10.1 Objectives and Resources

To provide resources for you to promote good practices for open and reproducible science in your communities and institutions.

10.2 Three messages

If there are 3 things to communicate to others after this workshop, I think they would be:

1. Data science is a discipline that can improve your analyses

  • There are concepts, theory, and tools for thinking about and working with data.
  • Your study system is not unique when it comes to data, and accepting this will speed up your analyses.

This helps your science:

  • Think deliberately about data: when you distinguish data questions from research questions, you’ll learn how and who to ask for help
  • Save heartache: you don’t have to reinvent the wheel
  • Save time: when you expect there’s a better way to do what you are doing, you’ll find the solution faster. Focus on the science.

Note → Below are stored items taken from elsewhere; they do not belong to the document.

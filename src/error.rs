use axum::http::StatusCode;
use axum::response::{IntoResponse, Response};
use axum::Json;
use serde_json::json;

#[derive(Debug)]
pub enum AppError {
    BadRequest(String),
    NotFound(String),
}

impl AppError {
    fn code(&self) -> &'static str {
        match self {
            AppError::BadRequest(_) => "invalid_request",
            AppError::NotFound(_) => "not_found",
        }
    }

    fn status(&self) -> StatusCode {
        match self {
            AppError::BadRequest(_) => StatusCode::BAD_REQUEST,
            AppError::NotFound(_) => StatusCode::NOT_FOUND,
        }
    }

    fn message(&self) -> &str {
        match self {
            AppError::BadRequest(msg) | AppError::NotFound(msg) => msg,
        }
    }
}

impl IntoResponse for AppError {
    fn into_response(self) -> Response {
        let body = json!({
            "error": {
                "code": self.code(),
                "message": self.message()
            }
        });
        (self.status(), Json(body)).into_response()
    }
}
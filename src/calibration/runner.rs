use std::fmt;
use std::time::Duration;
use tokio::sync::mpsc::error::TrySendError;
use tokio::sync::{mpsc, watch};

use super::machine::{
    CalibrationDirective, CalibrationMachine, CalibrationSample, CalibrationState, PinchEdge,
};

/// Pause after each confirmed dot before the next one lights up.
pub const SETTLE_DELAY: Duration = Duration::from_millis(500);

#[derive(Debug, Clone, PartialEq, Eq)]
pub enum CalibrationError {
    /// The render loop dropped its input handles before calibration finished.
    InputClosed,
}

impl fmt::Display for CalibrationError {
    fn fmt(&self, f: &mut fmt::Formatter<'_>) -> fmt::Result {
        match self {
            CalibrationError::InputClosed => write!(f, "calibration input closed"),
        }
    }
}

impl std::error::Error for CalibrationError {}

/// Producer side, owned by the render loop.
#[derive(Debug, Clone)]
pub struct CalibrationInputs {
    hands: watch::Sender<bool>,
    pinches: mpsc::Sender<PinchEdge>,
}

impl CalibrationInputs {
    pub fn set_hand_detected(&self) {
        self.hands.send_if_modified(|detected| {
            let changed = !*detected;
            *detected = true;
            changed
        });
    }

    /// Offer a pinch edge. Dropped if an unconsumed edge is already waiting.
    pub fn pinch(&self, edge: PinchEdge) -> PinchOutcome {
        match self.pinches.try_send(edge) {
            Ok(()) => PinchOutcome::Queued,
            Err(TrySendError::Full(_)) => PinchOutcome::Busy,
            Err(TrySendError::Closed(_)) => PinchOutcome::Finished,
        }
    }
}

/// What happened to an offered pinch edge.
#[derive(Debug, Clone, Copy, PartialEq, Eq)]
pub enum PinchOutcome {
    Queued,
    /// The previous edge has not been consumed yet.
    Busy,
    /// No runner is listening anymore.
    Finished,
}

pub struct CalibrationRunner {
    hands: watch::Receiver<bool>,
    pinches: mpsc::Receiver<PinchEdge>,
    directives: mpsc::UnboundedSender<CalibrationDirective>,
    settle: Duration,
}

/// Wire up a runner, its inputs and the directive stream for the scene.
pub fn channel() -> (
    CalibrationInputs,
    CalibrationRunner,
    mpsc::UnboundedReceiver<CalibrationDirective>,
) {
    let (hands_tx, hands_rx) = watch::channel(false);
    let (pinch_tx, pinch_rx) = mpsc::channel(1);
    let (directive_tx, directive_rx) = mpsc::unbounded_channel();
    (
        CalibrationInputs {
            hands: hands_tx,
            pinches: pinch_tx,
        },
        CalibrationRunner {
            hands: hands_rx,
            pinches: pinch_rx,
            directives: directive_tx,
            settle: SETTLE_DELAY,
        },
        directive_rx,
    )
}

impl CalibrationRunner {
    pub fn with_settle_delay(mut self, settle: Duration) -> Self {
        self.settle = settle;
        self
    }

    /// Drive one calibration pass to completion and return the samples.
    pub async fn run(mut self) -> Result<Vec<CalibrationSample>, CalibrationError> {
        let mut machine = CalibrationMachine::new();
        self.emit(machine.start());

        self.hands
            .wait_for(|detected| *detected)
            .await
            .map_err(|_| CalibrationError::InputClosed)?;
        self.drain_pinches();
        self.emit(machine.on_hands_detected());

        while let CalibrationState::CalibratingDot(index) = machine.state() {
            loop {
                let edge = self
                    .pinches
                    .recv()
                    .await
                    .ok_or(CalibrationError::InputClosed)?;
                let directives = machine.on_pinch(&edge);
                if !directives.is_empty() {
                    self.emit(directives);
                    break;
                }
            }
            tracing::debug!("dot {} settling", index + 1);
            tokio::time::sleep(self.settle).await;

            // Edges that arrived while settling belong to the previous dot.
            self.drain_pinches();
            self.emit(machine.advance());
        }

        Ok(machine.samples().to_vec())
    }

    fn drain_pinches(&mut self) {
        let mut stale = 0;
        while self.pinches.try_recv().is_ok() {
            stale += 1;
        }
        if stale > 0 {
            tracing::debug!("discarded {stale} stale pinch edge(s)");
        }
    }

    fn emit(&self, directives: Vec<CalibrationDirective>) {
        for directive in directives {
            // The scene may be gone; calibration still runs to completion.
            let _ = self.directives.send(directive);
        }
    }
}
use axum::extract::State;
use axum::Json;

use crate::state::AppState;

/// Liveness plus a cheap view of registry occupancy.
pub async fn health(State(state): State<AppState>) -> Json<serde_json::Value> {
    Json(serde_json::json!({
        "status": "ok",
        "rooms": state.registry.room_count(),
        "connections": state.registry.connection_count(),
    }))
}

pub async fn version() -> Json<serde_json::Value> {
    Json(serde_json::json!({
        "service": env!("CARGO_PKG_NAME"),
        "version": env!("CARGO_PKG_VERSION"),
        "git_sha": env!("GIT_SHA"),
    }))
}
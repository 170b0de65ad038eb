#![allow(dead_code)]

use auraserver::routes;
use auraserver::state::AppState;
use futures_util::{SinkExt, StreamExt};
use std::time::Duration;
use tokio::net::{TcpListener, TcpStream};
use tokio_tungstenite::tungstenite::Message;
use tokio_tungstenite::{connect_async, MaybeTlsStream, WebSocketStream};

pub type Ws = WebSocketStream<MaybeTlsStream<TcpStream>>;

/// Test server with its own registry. Each instance is isolated.
pub struct TestServer {
    pub state: AppState,
}

impl TestServer {
    pub fn new() -> Self {
        Self {
            state: AppState::new(),
        }
    }

    /// Router wired to this server's state for `oneshot()` calls.
    pub fn router(&self) -> axum::Router {
        routes::router(self.state.clone())
    }

    /// Bind on port 0, serve in the background and return the control-channel URL.
    pub async fn spawn(&self) -> String {
        let app = self.router();
        let listener = TcpListener::bind("127.0.0.1:0").await.unwrap();
        let addr = listener.local_addr().unwrap();
        tokio::spawn(async move {
            axum::serve(listener, app).await.unwrap();
        });
        format!("ws://127.0.0.1:{}/ws", addr.port())
    }
}

pub fn test_app() -> axum::Router {
    TestServer::new().router()
}

pub async fn ws_connect(url: &str) -> Ws {
    let (ws, _) = connect_async(url).await.unwrap();
    ws
}

pub async fn send_json(ws: &mut Ws, value: serde_json::Value) {
    ws.send(Message::Text(value.to_string().into())).await.unwrap();
}

/// Next text frame as JSON. Panics after two seconds of silence.
pub async fn recv_json(ws: &mut Ws) -> serde_json::Value {
    loop {
        let msg = tokio::time::timeout(Duration::from_secs(2), ws.next())
            .await
            .expect("timed out waiting for a message")
            .expect("socket closed")
            .unwrap();
        if let Message::Text(text) = msg {
            return serde_json::from_str(&text).unwrap();
        }
    }
}

/// Assert nothing arrives within a short window.
pub async fn assert_silent(ws: &mut Ws) {
    let next = tokio::time::timeout(Duration::from_millis(150), ws.next()).await;
    assert!(next.is_err(), "unexpected message: {next:?}");
}

/// Create a room on `ws` and return its code.
pub async fn create_room(ws: &mut Ws) -> String {
    send_json(ws, serde_json::json!({ "type": "create_room" })).await;
    let reply = recv_json(ws).await;
    assert_eq!(reply["type"], "room_created", "unexpected reply {reply}");
    reply["data"]["code"].as_str().unwrap().to_string()
}

pub async fn join_room(ws: &mut Ws, code: &str) -> serde_json::Value {
    send_json(
        ws,
        serde_json::json!({ "type": "join_room", "data": { "code": code } }),
    )
    .await;
    recv_json(ws).await
}

pub async fn send_peer_id(ws: &mut Ws, code: &str, peer_id: &str, role: &str) {
    send_json(
        ws,
        serde_json::json!({
            "type": "send_peer_id",
            "data": { "code": code, "peerId": peer_id, "role": role }
        }),
    )
    .await;
}
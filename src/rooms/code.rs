use rand::Rng;

pub const CODE_MIN: u16 = 1000;
pub const CODE_MAX: u16 = 9999;

/// Random attempts before falling back to a scan of the code space.
pub const RANDOM_ATTEMPTS: usize = 32;

/// A uniformly random 4-digit code in `[1000, 9999]`.
pub fn random_code<R: Rng + ?Sized>(rng: &mut R) -> String {
    rng.gen_range(CODE_MIN..=CODE_MAX).to_string()
}

/// Candidate codes in creation order: random draws first, then every code once,
/// starting at a random offset.
pub fn candidates<R: Rng + ?Sized>(rng: &mut R) -> impl Iterator<Item = String> {
    let random: Vec<String> = (0..RANDOM_ATTEMPTS).map(|_| random_code(rng)).collect();
    let span = (CODE_MAX - CODE_MIN + 1) as u32;
    let offset = rng.gen_range(0..span);
    random.into_iter().chain(
        (0..span).map(move |i| (CODE_MIN as u32 + (offset + i) % span).to_string()),
    )
}

pub fn is_valid_code(code: &str) -> bool {
    code.len() == 4
        && code.bytes().all(|b| b.is_ascii_digit())
        && code.parse::<u16>().is_ok_and(|n| (CODE_MIN..=CODE_MAX).contains(&n))
}
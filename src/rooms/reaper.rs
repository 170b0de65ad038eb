use std::sync::Arc;
use std::time::Duration;
use tokio::task::JoinHandle;

use super::RoomRegistry;

/// Periodically drop rooms that have been idle for `idle_timeout` without a live pair.
pub fn spawn(registry: Arc<RoomRegistry>, interval: Duration, idle_timeout: Duration) -> JoinHandle<()> {
    tokio::spawn(async move {
        let mut ticker = tokio::time::interval(interval);
        loop {
            ticker.tick().await;
            let reaped = registry.reap_idle(tokio::time::Instant::now(), idle_timeout);
            if !reaped.is_empty() {
                tracing::info!("reaped {} idle room(s): {}", reaped.len(), reaped.join(", "));
            }
        }
    })
}
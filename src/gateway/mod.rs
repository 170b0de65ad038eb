pub mod connection;
pub mod events;

use axum::extract::ws::{Message, WebSocket, WebSocketUpgrade};
use axum::extract::State;
use axum::response::Response;
use futures_util::{SinkExt, StreamExt};
use tokio::sync::mpsc;

use crate::rooms::RoomRegistry;
use crate::snowflake::ConnectionId;
use crate::state::AppState;
use events::{ClientMessage, ServerMessage};

pub async fn ws_upgrade(ws: WebSocketUpgrade, State(state): State<AppState>) -> Response {
    ws.on_upgrade(move |socket| handle_socket(socket, state))
}

async fn handle_socket(socket: WebSocket, state: AppState) {
    let (mut ws_sink, mut ws_stream) = socket.split();

    // Everything addressed to this connection, from its own requests or from the
    // other member of its room, goes through this channel so delivery stays FIFO.
    let (tx, mut rx) = mpsc::unbounded_channel::<ServerMessage>();
    let conn_id = state.registry.connect(tx);
    tracing::info!("connection {conn_id} opened");

    loop {
        tokio::select! {
            Some(msg) = rx.recv() => {
                if ws_sink.send(Message::Text(msg.to_json().into())).await.is_err() {
                    break;
                }
            }
            msg = ws_stream.next() => {
                match msg {
                    Some(Ok(Message::Text(text))) => {
                        match serde_json::from_str::<ClientMessage>(&text) {
                            Ok(client_msg) => handle_message(&state.registry, conn_id, client_msg),
                            Err(e) => tracing::warn!("undecodable message from {conn_id}: {e}"),
                        }
                    }
                    Some(Ok(Message::Close(_))) | None => break,
                    Some(Err(e)) => {
                        tracing::debug!("socket error on {conn_id}: {e}");
                        break;
                    }
                    _ => {}
                }
            }
        }
    }

    state.registry.disconnect(conn_id);
    tracing::info!("connection {conn_id} closed");
}

/// Apply one request to the registry. Failures are answered with an `error`
/// message on the requesting connection only.
pub fn handle_message(registry: &RoomRegistry, conn_id: ConnectionId, msg: ClientMessage) {
    let result = match msg {
        ClientMessage::CreateRoom => registry.create_room(conn_id).map(|_| ()),
        ClientMessage::JoinRoom { code } => registry.join_room(conn_id, code.trim()),
        ClientMessage::SendPeerId {
            code,
            peer_id,
            role,
        } => registry
            .relay_peer_id(conn_id, &code, &peer_id, role)
            .map(|_| ()),
        ClientMessage::Signal { code, data } => {
            registry.relay_signal(conn_id, &code, data).map(|_| ())
        }
    };

    if let Err(e) = result {
        tracing::debug!("request from {conn_id} rejected: {e}");
        registry.reply_error(conn_id, &e);
    }
}
pub mod landmarks;
pub mod pinch;

use std::sync::Arc;
use tokio::sync::watch;

use landmarks::{HeadPose, Landmark};

/// One decoded video frame. Pixel layout belongs to the extractor.
#[derive(Debug, Clone)]
pub struct VideoFrame {
    pub width: u32,
    pub height: u32,
    pub timestamp_ms: u64,
    pub pixels: Arc<[u8]>,
}

pub type Landmarks = Arc<[Landmark]>;

/// Write side of a landmark slot, handed to extractors.
#[derive(Debug, Clone)]
pub struct LandmarkPublisher {
    tx: Arc<watch::Sender<Option<Landmarks>>>,
}

impl LandmarkPublisher {
    fn channel() -> (Self, watch::Receiver<Option<Landmarks>>) {
        let (tx, rx) = watch::channel(None);
        (Self { tx: Arc::new(tx) }, rx)
    }

    /// Replace the current snapshot. An empty set clears it.
    pub fn publish(&self, landmarks: Vec<Landmark>) {
        let next = if landmarks.is_empty() {
            None
        } else {
            Some(Landmarks::from(landmarks))
        };
        self.tx.send_replace(next);
    }
}

/// A black-box landmark model (face mesh or hand tracker).
pub trait LandmarkExtractor: Send {
    /// Submit a frame. Must not block; results go to `results` whenever ready.
    fn send(&mut self, frame: &VideoFrame, results: &LandmarkPublisher);
}

/// Latest raw landmarks.
#[derive(Debug, Clone, Default)]
pub struct LandmarkSnapshot {
    pub face: Option<Landmarks>,
    pub hand: Option<Landmarks>,
}

/// Derived view consumed by the workspace and calibration.
#[derive(Debug, Clone, Default)]
pub struct TrackingResult {
    pub head_pose: Option<HeadPose>,
    pub hand: Option<Landmarks>,
    /// Head pose seen by the remote (client) camera, when a remote extractor is attached.
    pub remote_head_pose: Option<HeadPose>,
}

struct Slot {
    publisher: LandmarkPublisher,
    latest: watch::Receiver<Option<Landmarks>>,
}

impl Slot {
    fn new() -> Self {
        let (publisher, latest) = LandmarkPublisher::channel();
        Self { publisher, latest }
    }

    fn get(&self) -> Option<Landmarks> {
        self.latest.borrow().clone()
    }
}

/// Hands frames to the extractors; results arrive later through each slot's
/// [`LandmarkPublisher`].
pub struct TrackingAdapter {
    face: Box<dyn LandmarkExtractor>,
    hands: Box<dyn LandmarkExtractor>,
    remote_face: Option<Box<dyn LandmarkExtractor>>,
    face_slot: Slot,
    hand_slot: Slot,
    remote_face_slot: Slot,
}

impl TrackingAdapter {
    pub fn new(face: Box<dyn LandmarkExtractor>, hands: Box<dyn LandmarkExtractor>) -> Self {
        Self {
            face,
            hands,
            remote_face: None,
            face_slot: Slot::new(),
            hand_slot: Slot::new(),
            remote_face_slot: Slot::new(),
        }
    }

    /// Track the remote camera's face with a second, independent extractor.
    pub fn with_remote_face(mut self, extractor: Box<dyn LandmarkExtractor>) -> Self {
        self.remote_face = Some(extractor);
        self
    }

    /// Hand the current frames to the extractors. `None` means the source has
    /// no decodable frame yet and is skipped.
    pub fn process_frame(&mut self, local: Option<&VideoFrame>, remote: Option<&VideoFrame>) {
        if let Some(frame) = local {
            self.face.send(frame, &self.face_slot.publisher);
            self.hands.send(frame, &self.hand_slot.publisher);
        }
        if let (Some(frame), Some(extractor)) = (remote, self.remote_face.as_mut()) {
            extractor.send(frame, &self.remote_face_slot.publisher);
        }
    }

    pub fn latest_snapshot(&self) -> LandmarkSnapshot {
        LandmarkSnapshot {
            face: self.face_slot.get(),
            hand: self.hand_slot.get(),
        }
    }

    pub fn latest_result(&self) -> TrackingResult {
        let snapshot = self.latest_snapshot();
        TrackingResult {
            head_pose: snapshot.face.as_deref().and_then(HeadPose::estimate),
            hand: snapshot.hand,
            remote_head_pose: self
                .remote_face_slot
                .get()
                .as_deref()
                .and_then(HeadPose::estimate),
        }
    }
}
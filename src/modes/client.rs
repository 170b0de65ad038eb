use super::media::{CameraConstraints, CameraSource};
use super::next_event;
use crate::gateway::events::Role;
use crate::session::{PeerTransport, SessionClient, SessionError, SessionEvent};

/// Join room `code` with the rear camera and call the target as soon as its
/// peer identifier arrives. Returns the identifier that was called.
pub async fn run_client_mode<T: PeerTransport>(
    session: &SessionClient<T>,
    camera: &impl CameraSource,
    code: &str,
) -> Result<String, SessionError> {
    let stream = camera.open(CameraConstraints::CLIENT).await?;
    tracing::info!("client camera acquired: {}", stream.id);

    // Subscribe first: a target identifier stored in the room arrives right after the join reply.
    let mut events = session.subscribe();
    session.join_room(code).await?;
    session.send_identity().await?;

    loop {
        match next_event(&mut events).await? {
            SessionEvent::PeerIdReceived {
                peer_id,
                from: Role::Target,
            } => {
                tracing::info!("target id received, calling with stream {}", stream.id);
                session.call_peer(&peer_id, stream).await?;
                return Ok(peer_id);
            }
            SessionEvent::PeerLeft(Role::Target) => {
                return Err(SessionError::PeerConnectFailure(
                    "target left before sharing its identifier".to_string(),
                ))
            }
            SessionEvent::Error(message) => return Err(SessionError::from_wire(&message)),
            _ => {}
        }
    }
}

2. Open data science tools exist

  • Data science tools that enable open science are game-changing for analysis, collaboration and communication.
  • Open science is “the concept of transparency at all stages of the research process, coupled with free and open access to data, code, and papers” (Hampton et al. 2015))

This helps your science:

  • Have confidence in your analyses from this traceable, reusable record
  • Save time through automation, thinking ahead of your immediate task, reduced bookkeeping, and collaboration
  • Take advantage of convenient access: working openly online is like having an extended memory

3. Learn these tools with collaborators and community (redefined):

  • Your most important collaborator is Future You.
  • Community should also be beyond the colleagues in your field.
  • Learn from, with, and for others.

This helps your science:

  • If you learn to talk about your data, you’ll find solutions faster.
  • Build confidence: these skills are transferable beyond your science.
  • Be empathetic and inclusive and build a network of allies

10.3 Build community

Join existing communities locally and online, and start local chapters with friends!

Some ideas:

These meetups can be for skill-sharing, showcasing how people work, or building community so you can troubleshoot together. They can be an informal “hacky hour” at a cafe or pub!